Each record must reappear in the answer exactly as it is written.

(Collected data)
::::::

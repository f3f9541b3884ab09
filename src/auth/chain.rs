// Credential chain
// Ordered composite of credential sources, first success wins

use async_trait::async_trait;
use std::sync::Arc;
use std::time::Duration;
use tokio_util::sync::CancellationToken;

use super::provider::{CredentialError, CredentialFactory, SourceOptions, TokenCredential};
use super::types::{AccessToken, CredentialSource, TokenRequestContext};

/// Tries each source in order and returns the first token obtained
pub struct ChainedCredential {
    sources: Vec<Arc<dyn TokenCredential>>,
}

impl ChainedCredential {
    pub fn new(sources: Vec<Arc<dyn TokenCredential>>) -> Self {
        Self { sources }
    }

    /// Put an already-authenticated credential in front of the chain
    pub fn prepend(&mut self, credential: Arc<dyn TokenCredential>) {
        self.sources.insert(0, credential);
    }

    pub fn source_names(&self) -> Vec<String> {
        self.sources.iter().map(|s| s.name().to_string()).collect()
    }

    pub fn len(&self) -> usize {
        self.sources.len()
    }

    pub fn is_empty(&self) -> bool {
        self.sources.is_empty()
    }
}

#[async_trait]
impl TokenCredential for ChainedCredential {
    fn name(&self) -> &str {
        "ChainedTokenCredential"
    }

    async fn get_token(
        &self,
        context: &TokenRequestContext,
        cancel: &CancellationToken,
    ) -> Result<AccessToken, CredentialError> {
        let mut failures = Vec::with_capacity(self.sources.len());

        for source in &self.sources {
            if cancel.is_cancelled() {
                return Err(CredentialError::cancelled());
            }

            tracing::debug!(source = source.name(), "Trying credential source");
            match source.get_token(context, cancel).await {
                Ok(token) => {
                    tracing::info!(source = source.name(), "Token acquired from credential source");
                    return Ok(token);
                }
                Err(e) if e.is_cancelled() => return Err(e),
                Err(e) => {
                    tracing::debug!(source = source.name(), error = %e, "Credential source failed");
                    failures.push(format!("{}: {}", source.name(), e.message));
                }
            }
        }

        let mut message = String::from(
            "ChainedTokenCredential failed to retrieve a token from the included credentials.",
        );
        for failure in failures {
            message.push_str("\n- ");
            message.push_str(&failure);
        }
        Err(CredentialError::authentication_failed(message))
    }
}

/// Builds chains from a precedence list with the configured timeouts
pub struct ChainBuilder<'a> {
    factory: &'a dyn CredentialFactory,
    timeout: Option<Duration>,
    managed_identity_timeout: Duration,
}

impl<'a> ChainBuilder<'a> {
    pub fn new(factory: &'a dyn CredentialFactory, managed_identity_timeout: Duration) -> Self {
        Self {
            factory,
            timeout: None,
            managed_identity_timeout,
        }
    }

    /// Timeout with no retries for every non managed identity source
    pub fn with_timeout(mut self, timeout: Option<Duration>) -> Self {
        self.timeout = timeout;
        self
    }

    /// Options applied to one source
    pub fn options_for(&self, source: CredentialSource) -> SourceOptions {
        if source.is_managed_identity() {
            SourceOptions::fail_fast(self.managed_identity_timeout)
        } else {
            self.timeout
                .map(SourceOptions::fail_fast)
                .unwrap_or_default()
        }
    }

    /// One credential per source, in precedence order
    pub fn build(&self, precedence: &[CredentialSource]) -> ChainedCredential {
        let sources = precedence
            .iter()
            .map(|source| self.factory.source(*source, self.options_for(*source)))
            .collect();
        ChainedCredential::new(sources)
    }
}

::::::

Problem solution »
repository f3f9541b3884ab09
filename src/auth/chain.rs
// Credential chain
// Ordered composite of credential sources, first success wins

use async_trait::async_trait;
use std::sync::Arc;
use std::time::Duration;
use tokio_util::sync::CancellationToken;

use super::provider::{CredentialError, CredentialFactory, SourceOptions, TokenCredential};
use super::types::{AccessToken, CredentialSource, TokenRequestContext};

/// Tries each source in order and returns the first token obtained
pub struct ChainedCredential {
    sources: Vec<Arc<dyn TokenCredential>>,
}

impl ChainedCredential {
    pub fn new(sources: Vec<Arc<dyn TokenCredential>>) -> Self {
        Self { sources }
    }

    /// Put an already-authenticated credential in front of the chain
    pub fn prepend(&mut self, credential: Arc<dyn TokenCredential>) {
        self.sources.insert(0, credential);
    }

    pub fn source_names(&self) -> Vec<String> {
        self.sources.iter().map(|s| s.name().to_string()).collect()
    }

    pub fn len(&self) -> usize {
        self.sources.len()
    }

    pub fn is_empty(&self) -> bool {
        self.sources.is_empty()
    }
}

#[async_trait]
impl TokenCredential for ChainedCredential {
    fn name(&self) -> &str {
        "ChainedTokenCredential"
    }

    async fn get_token(
        &self,
        context: &TokenRequestContext,
        cancel: &CancellationToken,
    ) -> Result<AccessToken, CredentialError> {
        let mut failures = Vec::with_capacity(self.sources.len());

        for source in &self.sources {
            if cancel.is_cancelled() {
                return Err(CredentialError::cancelled());
            }

            tracing::debug!(source = source.name(), "Trying credential source");
            match source.get_token(context, cancel).await {
                Ok(token) => {
                    tracing::info!(source = source.name(), "Token acquired from credential source");
                    return Ok(token);
                }
                Err(e) if e.is_cancelled() => return Err(e),
                Err(e) => {
                    tracing::debug!(source = source.name(), error = %e, "Credential source failed");
                    failures.push(format!("{}: {}", source.name(), e.message));
                }
            }
        }

        let mut message = String::from(
            "ChainedTokenCredential failed to retrieve a token from the included credentials.",
        );
        for failure in failures {
            message.push_str("\n- ");
            message.push_str(&failure);
        }
        Err(CredentialError::authentication_failed(message))
    }
}

/// Builds chains from a precedence list with the configured timeouts
pub struct ChainBuilder<'a> {
    factory: &'a dyn CredentialFactory,
    timeout: Option<Duration>,
    managed_identity_timeout: Duration,
}

impl<'a> ChainBuilder<'a> {
    pub fn new(factory: &'a dyn CredentialFactory, managed_identity_timeout: Duration) -> Self {
        Self {
            factory,
            timeout: None,
            managed_identity_timeout,
        }
    }

    /// Timeout with no retries for every non managed identity source
    pub fn with_timeout(mut self, timeout: Option<Duration>) -> Self {
        self.timeout = timeout;
        self
    }

    /// Options applied to one source
    pub fn options_for(&self, source: CredentialSource) -> SourceOptions {
        if source.is_managed_identity() {
            SourceOptions::fail_fast(self.managed_identity_timeout)
        } else {
            self.timeout
                .map(SourceOptions::fail_fast)
                .unwrap_or_default()
        }
    }

    /// One credential per source, in precedence order
    pub fn build(&self, precedence: &[CredentialSource]) -> ChainedCredential {
        let sources = precedence
            .iter()
            .map(|source| self.factory.source(*source, self.options_for(*source)))
            .collect();
        ChainedCredential::new(sources)
    }
}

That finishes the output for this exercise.